Kijk eens goed op zijn wang. Ja, dubbelklik op de foto en hij vergroot wat em als je het goed ziet, zie je een rode plek. Dat krijgt ie als hij mayo op zijn wang krijgt en het er niet meteen vanaf gehaald wordt. We heben het al een paar keer gemerkt, maar het is toch echt. Ik heb er nog nooit van gehoord. Mayonaise is een eenvoudig goedje met weinig huid onvriendelijke stoffen: Ei wordt door sommigen in het haar gesmeerd, olie is alleen maar vet en wat mosterd is dan de enige verdachte. er zitten natuurlijk een beetje peper achtige stoffen in en misschien is zijn gevoelige huidje daar extra gevoelig voor. Het zou kunnen. Feit blijft dat als hij lekker patat aan het eten is, we meteen moeten poetsen want anders komen de rode vlekken. 

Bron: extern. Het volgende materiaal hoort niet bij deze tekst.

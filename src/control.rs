//! The local administrative control channel.
//!
//! A UNIX-domain listener next to the PID file speaks the meta-protocol
//! framing with the privileged [`ControlRequest`] codeset. Only the
//! daemon's own user may connect, verified through the socket's peer
//! credentials. The daemon greets with `19 <version> <pid>`; the client
//! must answer `19 <cookie>` before any request is accepted.
//!
//! Requests are forwarded to the main loop as [`ControlEvent`]s; reply
//! lines stream back through the event's channel. Dump replies end
//! with a sentinel line carrying the request code and no operands,
//! which is the observer's frame boundary.

use crate::error::{Error, Result};
use crate::protocol::{
    self, parse_line, ControlRequest, Request, CONTROL_COOKIE, PROTOCOL_VERSION,
};
use crate::registry::Registry;
use crate::topology::Topology;
use std::path::{Path, PathBuf};
use tokio::io::{AsyncBufReadExt, AsyncWriteExt, BufReader};
use tokio::net::{UnixListener, UnixStream};
use tokio::sync::mpsc;

/// A validated administrative command.
#[derive(Debug, Clone, Copy, PartialEq, Eq)]
pub enum ControlCommand {
    Stop,
    Reload,
    DumpNodes,
    DumpEdges,
    DumpSubnets,
    DumpConnections,
    DumpTraffic,
    Purge,
    SetDebug(u8),
    Retry,
}

/// One request from a control client, with its reply channel.
#[derive(Debug)]
pub struct ControlEvent {
    pub command: ControlCommand,
    pub reply: mpsc::UnboundedSender<String>,
}

/// Parse one client line into a command.
pub fn parse_control_line(line: &str) -> Result<ControlCommand> {
    let parsed = parse_line(line)?;
    if parsed.request != Request::Control {
        return Err(Error::Protocol(format!(
            "{} is not a control request",
            parsed.request.name()
        )));
    }
    let code: u8 = parsed.args[0]
        .parse()
        .map_err(|_| Error::Protocol(format!("bad control code '{}'", parsed.args[0])))?;
    let request = ControlRequest::from_code(code)
        .ok_or_else(|| Error::Protocol(format!("unknown control code {code}")))?;

    let command = match request {
        ControlRequest::Stop => ControlCommand::Stop,
        ControlRequest::Reload => ControlCommand::Reload,
        ControlRequest::DumpNodes => ControlCommand::DumpNodes,
        ControlRequest::DumpEdges => ControlCommand::DumpEdges,
        ControlRequest::DumpSubnets => ControlCommand::DumpSubnets,
        ControlRequest::DumpConnections => ControlCommand::DumpConnections,
        ControlRequest::DumpTraffic => ControlCommand::DumpTraffic,
        ControlRequest::Purge => ControlCommand::Purge,
        ControlRequest::SetDebug => {
            let level: u8 = parsed
                .args
                .get(1)
                .ok_or_else(|| Error::Protocol("SET_DEBUG needs a level".to_string()))?
                .parse()
                .map_err(|_| Error::Protocol("bad debug level".to_string()))?;
            ControlCommand::SetDebug(level.min(5))
        }
        ControlRequest::Retry => ControlCommand::Retry,
    };
    Ok(command)
}

/// The daemon's greeting line.
pub fn greeting() -> String {
    format!(
        "{} {} {}\n",
        Request::Control.as_code(),
        PROTOCOL_VERSION,
        std::process::id()
    )
}

/// Check the client's cookie line.
pub fn check_cookie(line: &str) -> Result<()> {
    let parsed = parse_line(line)?;
    if parsed.request != Request::Control || parsed.args.len() != 1 {
        return Err(Error::Protocol("malformed control cookie".to_string()));
    }
    let cookie: u32 = parsed.args[0]
        .parse()
        .map_err(|_| Error::Protocol("malformed control cookie".to_string()))?;
    if cookie != CONTROL_COOKIE {
        return Err(Error::Auth("control cookie mismatch".to_string()));
    }
    Ok(())
}

/// Positive acknowledgement line.
pub fn ack_line() -> String {
    format!("{}\n", Request::Ack.as_code())
}

fn dump_prefix(request: ControlRequest) -> String {
    format!("{} {}", Request::Control.as_code(), request.as_code())
}

/// Sentinel terminating one dump block.
pub fn sentinel(request: ControlRequest) -> String {
    format!("{}\n", dump_prefix(request))
}

/// `DUMP_NODES` block: name fingerprint address port nexthop subnets.
pub fn dump_nodes(topology: &Topology) -> Vec<String> {
    let prefix = dump_prefix(ControlRequest::DumpNodes);
    let mut lines: Vec<String> = topology
        .nodes()
        .map(|node| {
            let address = node
                .address
                .map(|a| a.to_string())
                .unwrap_or_else(|| "-".to_string());
            let nexthop = node.nexthop.as_deref().unwrap_or("-");
            format!(
                "{prefix} {} {} {} {} {} {}\n",
                node.name,
                if node.fingerprint.is_empty() { "-" } else { &node.fingerprint },
                address,
                node.port,
                nexthop,
                node.subnets.len()
            )
        })
        .collect();
    lines.push(sentinel(ControlRequest::DumpNodes));
    lines
}

/// `DUMP_EDGES` block: from to weight options.
pub fn dump_edges(topology: &Topology) -> Vec<String> {
    let prefix = dump_prefix(ControlRequest::DumpEdges);
    let mut lines: Vec<String> = topology
        .edges()
        .map(|(from, to, info)| format!("{prefix} {from} {to} {} {}\n", info.weight, info.options))
        .collect();
    lines.push(sentinel(ControlRequest::DumpEdges));
    lines
}

/// `DUMP_SUBNETS` block: subnet owner.
pub fn dump_subnets(topology: &Topology) -> Vec<String> {
    let prefix = dump_prefix(ControlRequest::DumpSubnets);
    let mut lines: Vec<String> = topology
        .subnets()
        .map(|(owner, subnet)| format!("{prefix} {subnet} {owner}\n"))
        .collect();
    lines.push(sentinel(ControlRequest::DumpSubnets));
    lines
}

/// `DUMP_CONNECTIONS` block: name address state flags.
pub fn dump_connections(registry: &Registry) -> Vec<String> {
    let prefix = dump_prefix(ControlRequest::DumpConnections);
    let mut entries: Vec<String> = registry
        .scan()
        .map(|conn| {
            format!(
                "{prefix} {} {} {:?} {}{}{}\n",
                conn.name.as_deref().unwrap_or("-"),
                conn.addr,
                conn.state,
                if conn.outgoing { 'o' } else { 'i' },
                if conn.pinged { 'p' } else { '-' },
                if conn.termreq_sent { 't' } else { '-' },
            )
        })
        .collect();
    entries.sort();
    entries.push(sentinel(ControlRequest::DumpConnections));
    entries
}

/// `DUMP_TRAFFIC` block: name in_pkts in_bytes out_pkts out_bytes, in
/// lexicographic node order. The quad is the mesh-side traffic
/// exchanged with each node.
pub fn dump_traffic(topology: &Topology) -> Vec<String> {
    let prefix = dump_prefix(ControlRequest::DumpTraffic);
    let mut lines: Vec<String> = topology
        .nodes()
        .map(|node| {
            let c = &node.counters;
            format!(
                "{prefix} {} {} {} {} {}\n",
                node.name,
                c.socket_in_packets,
                c.socket_in_bytes,
                c.socket_out_packets,
                c.socket_out_bytes
            )
        })
        .collect();
    lines.push(sentinel(ControlRequest::DumpTraffic));
    lines
}

/// The control listener. Binding removes a stale socket file first;
/// the file is unlinked again on drop.
pub struct ControlServer {
    listener: UnixListener,
    path: PathBuf,
}

impl ControlServer {
    /// Bind the control socket.
    pub fn bind(path: &Path) -> Result<Self> {
        if path.exists() {
            std::fs::remove_file(path)?;
        }
        if let Some(parent) = path.parent() {
            std::fs::create_dir_all(parent)?;
        }
        let listener = UnixListener::bind(path)?;

        #[cfg(unix)]
        {
            use std::os::unix::fs::PermissionsExt;
            std::fs::set_permissions(path, std::fs::Permissions::from_mode(0o600))?;
        }

        Ok(Self {
            listener,
            path: path.to_path_buf(),
        })
    }

    /// Accept control clients forever, forwarding their requests to
    /// `events`.
    pub async fn run(self, events: mpsc::UnboundedSender<ControlEvent>) {
        loop {
            match self.listener.accept().await {
                Ok((stream, _)) => {
                    let events = events.clone();
                    tokio::spawn(async move {
                        if let Err(e) = handle_client(stream, events).await {
                            log::debug!("Control client: {e}");
                        }
                    });
                }
                Err(e) => {
                    log::warn!("Control accept failed: {e}");
                }
            }
        }
    }
}

impl Drop for ControlServer {
    fn drop(&mut self) {
        let _ = std::fs::remove_file(&self.path);
    }
}

async fn handle_client(
    stream: UnixStream,
    events: mpsc::UnboundedSender<ControlEvent>,
) -> Result<()> {
    // Access control: only the owning user.
    let cred = stream.peer_cred()?;
    let our_uid = unsafe { libc::geteuid() };
    if cred.uid() != our_uid {
        return Err(Error::Auth(format!(
            "control connection from uid {} refused",
            cred.uid()
        )));
    }

    let (read_half, mut write_half) = stream.into_split();
    let mut reader = BufReader::new(read_half);

    write_half.write_all(greeting().as_bytes()).await?;

    let cookie = protocol::read_frame(&mut reader)
        .await?
        .ok_or_else(|| Error::Protocol("client hung up before cookie".to_string()))?;
    check_cookie(&cookie)?;

    // Replies flow through a queue so the main loop never blocks on a
    // slow client.
    let (reply_tx, mut reply_rx) = mpsc::unbounded_channel::<String>();
    let writer = tokio::spawn(async move {
        while let Some(line) = reply_rx.recv().await {
            if write_half.write_all(line.as_bytes()).await.is_err() {
                break;
            }
        }
    });

    loop {
        let Some(line) = protocol::read_frame(&mut reader).await? else {
            break;
        };
        if line.is_empty() {
            continue;
        }
        let command = parse_control_line(&line)?;
        if events
            .send(ControlEvent {
                command,
                reply: reply_tx.clone(),
            })
            .is_err()
        {
            break;
        }
    }

    drop(reply_tx);
    let _ = writer.await;
    Ok(())
}

#[cfg(test)]
mod tests {
    use super::*;
    use crate::topology::Topology;

    #[test]
    fn test_parse_control_requests() {
        assert_eq!(parse_control_line("19 0").expect("stop"), ControlCommand::Stop);
        assert_eq!(
            parse_control_line("19 6").expect("traffic"),
            ControlCommand::DumpTraffic
        );
        assert_eq!(
            parse_control_line("19 8 3").expect("set debug"),
            ControlCommand::SetDebug(3)
        );
        assert!(parse_control_line("19 99").is_err());
        assert!(parse_control_line("8").is_err(), "meta code is not control");
        assert!(parse_control_line("19 8").is_err(), "SET_DEBUG needs level");
    }

    #[test]
    fn test_cookie_check() {
        let good = format!("19 {CONTROL_COOKIE}");
        check_cookie(&good).expect("valid cookie");
        assert!(check_cookie("19 12345").is_err());
        assert!(check_cookie("18 1").is_err());
    }

    #[test]
    fn test_traffic_dump_format_and_sentinel() {
        let mut topology = Topology::new("alpha", "fp");
        topology.add_node("bravo", "fp2", None, 655);
        topology.counters_mut("alpha").expect("alpha").socket_in_packets = 10;
        topology.counters_mut("bravo").expect("bravo").socket_in_packets = 20;

        let lines = dump_traffic(&topology);
        assert_eq!(
            lines,
            vec![
                "19 6 alpha 10 0 0 0\n".to_string(),
                "19 6 bravo 20 0 0 0\n".to_string(),
                "19 6\n".to_string(),
            ]
        );
    }

    #[test]
    fn test_subnet_dump_lists_owner_per_prefix() {
        let mut topology = Topology::new("alpha", "fp");
        topology
            .add_subnet("alpha", "10.1.0.0/16".parse().expect("subnet"))
            .expect("claim");
        topology
            .add_subnet("bravo", "10.2.0.0/16".parse().expect("subnet"))
            .expect("claim");

        let lines = dump_subnets(&topology);
        assert_eq!(lines[0], "19 4 10.1.0.0/16 alpha\n");
        assert_eq!(lines[1], "19 4 10.2.0.0/16 bravo\n");
        assert_eq!(lines[2], "19 4\n");
    }

    #[tokio::test]
    async fn test_client_roundtrip_over_socket() {
        let dir = tempfile::tempdir().expect("tempdir");
        let path = dir.path().join("tincd.sock");
        let server = ControlServer::bind(&path).expect("bind");

        let (events_tx, mut events_rx) = mpsc::unbounded_channel();
        tokio::spawn(server.run(events_tx));

        // Fake main loop: answer every DUMP_TRAFFIC with one node and
        // the sentinel.
        tokio::spawn(async move {
            while let Some(event) = events_rx.recv().await {
                assert_eq!(event.command, ControlCommand::DumpTraffic);
                event.reply.send("19 6 alpha 1 2 3 4\n".to_string()).ok();
                event.reply.send("19 6\n".to_string()).ok();
            }
        });

        let stream = UnixStream::connect(&path).await.expect("connect");
        let (read_half, mut write_half) = stream.into_split();
        let mut reader = BufReader::new(read_half);

        let mut line = String::new();
        reader.read_line(&mut line).await.expect("greeting");
        assert!(line.starts_with("19 17 "), "greeting was {line:?}");

        write_half
            .write_all(format!("19 {CONTROL_COOKIE}\n").as_bytes())
            .await
            .expect("cookie");
        write_half.write_all(b"19 6\n").await.expect("request");

        line.clear();
        reader.read_line(&mut line).await.expect("dump line");
        assert_eq!(line, "19 6 alpha 1 2 3 4\n");
        line.clear();
        reader.read_line(&mut line).await.expect("sentinel");
        assert_eq!(line, "19 6\n");
    }

    #[tokio::test]
    async fn test_bad_cookie_disconnects() {
        let dir = tempfile::tempdir().expect("tempdir");
        let path = dir.path().join("tincd.sock");
        let server = ControlServer::bind(&path).expect("bind");

        let (events_tx, mut events_rx) = mpsc::unbounded_channel();
        tokio::spawn(server.run(events_tx));

        let stream = UnixStream::connect(&path).await.expect("connect");
        let (read_half, mut write_half) = stream.into_split();
        let mut reader = BufReader::new(read_half);

        let mut line = String::new();
        reader.read_line(&mut line).await.expect("greeting");
        write_half.write_all(b"19 4242\n").await.expect("bad cookie");
        write_half.write_all(b"19 6\n").await.expect("request");

        line.clear();
        let n = reader.read_line(&mut line).await.expect("server closed");
        assert_eq!(n, 0, "connection must be closed after cookie mismatch");
        assert!(events_rx.try_recv().is_err(), "no event for refused client");
    }
}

Onze Chris is een nieuwe-tijds-kind als het gaat om overgevoeligheden. Het is zo opvallend dat er allerlei nieuwe overgevoeligheden de grond uit spruiten, alsof ze er altijd geweest zijn. Als je erop let komt het zoveel in het nieuws. Laatst was er een meneer die niet tegen electromagnetische straling kon. Dus geen enkel electrisch apparaat in zijn huis te vinden. Of de beroemde overgevoeligheden voor geuren en chemische (lees synthetische) stoffen. Van die mensen die alles geur en parfumvrij moeten hebben. Maar het gaat ook nog soms verder. Mensen die geuren ruiken van synthetische stoffen, daar op reageren natuurlijk, zelfs als andere mensen het niet kunnen ruiken. Het gaat erg ver. Maar je hoort mij niet zeggen dat het niet zou kunnen of dat het onzin is. Ik ken helaas een paar  mensen die spontaan beginnen te kuchen als ik nog niets ruik en zij al een geurkaarsen winkel op 500 meter waarnemen. Er zit een kern in.

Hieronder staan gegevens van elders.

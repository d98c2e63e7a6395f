//! Node identity keys.
//!
//! Every node holds a static X25519 keypair. The private key is stored
//! base64-encoded under the configuration base directory (mode 0600) and
//! generated on first start; peers learn each other's public keys from
//! the configuration tree. Key material and the PID file are the only
//! state that survives a restart.

use crate::error::{Error, Result};
use base64::Engine;
use sha2::{Digest, Sha256};
use std::fmt;
use std::path::Path;
use x25519_dalek::{PublicKey, StaticSecret};

/// Wire/log length of a public-key fingerprint.
const FINGERPRINT_LEN: usize = 16;

/// A node's X25519 keypair.
#[derive(Clone)]
pub struct Keypair {
    private_key: StaticSecret,
    public_key: PublicKey,
}

impl Keypair {
    /// Generate a new random keypair.
    pub fn generate() -> Self {
        let private_key = StaticSecret::random_from_rng(rand::rngs::OsRng);
        let public_key = PublicKey::from(&private_key);
        Self {
            private_key,
            public_key,
        }
    }

    /// Rebuild a keypair from raw private key bytes.
    pub fn from_private_key_bytes(bytes: [u8; 32]) -> Self {
        let private_key = StaticSecret::from(bytes);
        let public_key = PublicKey::from(&private_key);
        Self {
            private_key,
            public_key,
        }
    }

    /// The private half.
    pub fn private_key(&self) -> &StaticSecret {
        &self.private_key
    }

    /// The public half.
    pub fn public_key(&self) -> PublicKey {
        self.public_key
    }

    /// Public key as base64 (config-file form).
    pub fn public_key_base64(&self) -> String {
        base64::engine::general_purpose::STANDARD.encode(self.public_key.as_bytes())
    }

    /// Fingerprint of the public key (wire/log form).
    pub fn fingerprint(&self) -> String {
        fingerprint(&self.public_key)
    }

    /// Load a keypair from `path` (base64 private key).
    pub fn load(path: &Path) -> Result<Self> {
        let contents = std::fs::read_to_string(path)
            .map_err(|e| Error::Config(format!("Failed to read key file {}: {e}", path.display())))?;
        let bytes = decode_key(contents.trim())?;
        Ok(Self::from_private_key_bytes(bytes))
    }

    /// Save the private key to `path`, mode 0600.
    pub fn save(&self, path: &Path) -> Result<()> {
        let encoded = base64::engine::general_purpose::STANDARD.encode(self.private_key.to_bytes());
        std::fs::write(path, encoded).map_err(|e| {
            Error::Config(format!("Failed to write key file {}: {e}", path.display()))
        })?;

        #[cfg(unix)]
        {
            use std::os::unix::fs::PermissionsExt;
            std::fs::set_permissions(path, std::fs::Permissions::from_mode(0o600)).map_err(
                |e| Error::Config(format!("Failed to set key file permissions: {e}")),
            )?;
        }

        Ok(())
    }

    /// Load the key file, generating and saving a fresh keypair when the
    /// file does not exist yet.
    pub fn load_or_generate(path: &Path) -> Result<Self> {
        if path.exists() {
            Self::load(path)
        } else {
            log::info!("Generating new identity key: {}", path.display());
            let keypair = Self::generate();
            keypair.save(path)?;
            Ok(keypair)
        }
    }
}

impl fmt::Debug for Keypair {
    fn fmt(&self, f: &mut fmt::Formatter<'_>) -> fmt::Result {
        // Never print the private half.
        f.debug_struct("Keypair")
            .field("public_key", &self.public_key_base64())
            .finish()
    }
}

/// Parse a peer public key from base64 (config-file form).
pub fn parse_public_key(encoded: &str) -> Result<PublicKey> {
    Ok(PublicKey::from(decode_key(encoded)?))
}

/// Fingerprint of a public key: SHA-256, base64, truncated.
pub fn fingerprint(key: &PublicKey) -> String {
    let digest = Sha256::digest(key.as_bytes());
    let mut encoded = base64::engine::general_purpose::STANDARD_NO_PAD.encode(digest);
    encoded.truncate(FINGERPRINT_LEN);
    encoded
}

fn decode_key(encoded: &str) -> Result<[u8; 32]> {
    let bytes = base64::engine::general_purpose::STANDARD
        .decode(encoded)
        .map_err(|e| Error::Crypto(format!("Invalid base64 key: {e}")))?;
    let len = bytes.len();
    bytes
        .try_into()
        .map_err(|_| Error::Crypto(format!("Invalid key length: expected 32 bytes, got {len}")))
}
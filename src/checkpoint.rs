//! Source-location checkpoints surfaced in fatal-error logs.
//!
//! Key function boundaries call [`checkpoint!`] to record a static
//! `(file, line)` pair. The record is a pointer store into a global
//! atomic, so reading it is safe even from a signal handler.

use std::ptr;
use std::sync::atomic::{AtomicPtr, Ordering};

/// A recorded source location.
#[derive(Debug)]
pub struct Location {
    pub file: &'static str,
    pub line: u32,
}

static LAST: AtomicPtr<Location> = AtomicPtr::new(ptr::null_mut());

/// Record a location as the most recent checkpoint.
#[doc(hidden)]
pub fn record(loc: &'static Location) {
    LAST.store(loc as *const Location as *mut Location, Ordering::Relaxed);
}

/// The most recently recorded checkpoint, if any.
pub fn last() -> Option<&'static Location> {
    let p = LAST.load(Ordering::Relaxed);
    // Stores only ever hold &'static Location.
    unsafe { p.cast_const().as_ref() }
}

/// Format the last checkpoint for log messages.
pub fn describe() -> String {
    match last() {
        Some(loc) => format!("after {} line {}", loc.file, loc.line),
        None => "before first checkpoint".to_string(),
    }
}

/// Record the current source location as a checkpoint.
#[macro_export]
macro_rules! checkpoint {
    () => {{
        static LOC: $crate::checkpoint::Location = $crate::checkpoint::Location {
            file: file!(),
            line: line!(),
        };
        $crate::checkpoint::record(&LOC);
    }};
}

Maar waar stopt het? Is dit hoe de mensheid zichzelf vernietigd? Geen atoombommen of chemische wapens, maar allergisch voor alles worden, je lichaam die zich evolutionair verzet tegen de snelheid van ontwikkeling. Het is overigens echt iets westers. Iets voor mensen die in de technologische samenleving veel tijd hebben om te letten op de gevolgen van bepaalde invloeden op het leven. Ik denk als ik een hardwerkende boer zou zijn, zo’n tweehonderd jaar geleden en thuiskomen met de familie patatjes zou eten met mayo, ik niet echt oog zou hebben voor dat kleine miniscule vlekje in Chris zijn gezicht. Er zouden andere dingen belangrijker zijn. Dus kom ik ook snel doorgeredeneerd op aangeleerd gedrag. Een hond kun je leren te gaan blaffen als hij wiet ruikt. Iemand die gestopt is met roken en alle negatieve gevoelens van het roken zoals afhankelijkheid, ongezondheid, verspilling, in de sigaret gestopt heeft, zal vreselijk zijn neus ophalen als een roker voorbijloopt. Misschien zal hij zelfs het gevoel krijgen dat hij geen lucht meer krijgt, of hoofdpijn of zoiet. Iedereen voelt zich wel eens niet helemaal jovel. En als je gaat nadenken is er altijd wel iets te verzinnen dat mogelijk een oorzaak zou kunnen zijn. Laatst las ik een verhaal dat tijdens de onderdekking en de invoering van het gebruik van de BH er vrouwen waren die beweerden dat zij er een hernia aan overhielden. Met medische dossiers die dit ondersteunden. Wat is waar? Bestaat allergie niet? Zijn al die mensen die in het voorjaar lopen te snuffen gewoonweg ongelukkig en is dit hun uitweg? Of moeten we accepteren dat wij mensen fijngevoeliger worden? Ik weet het niet.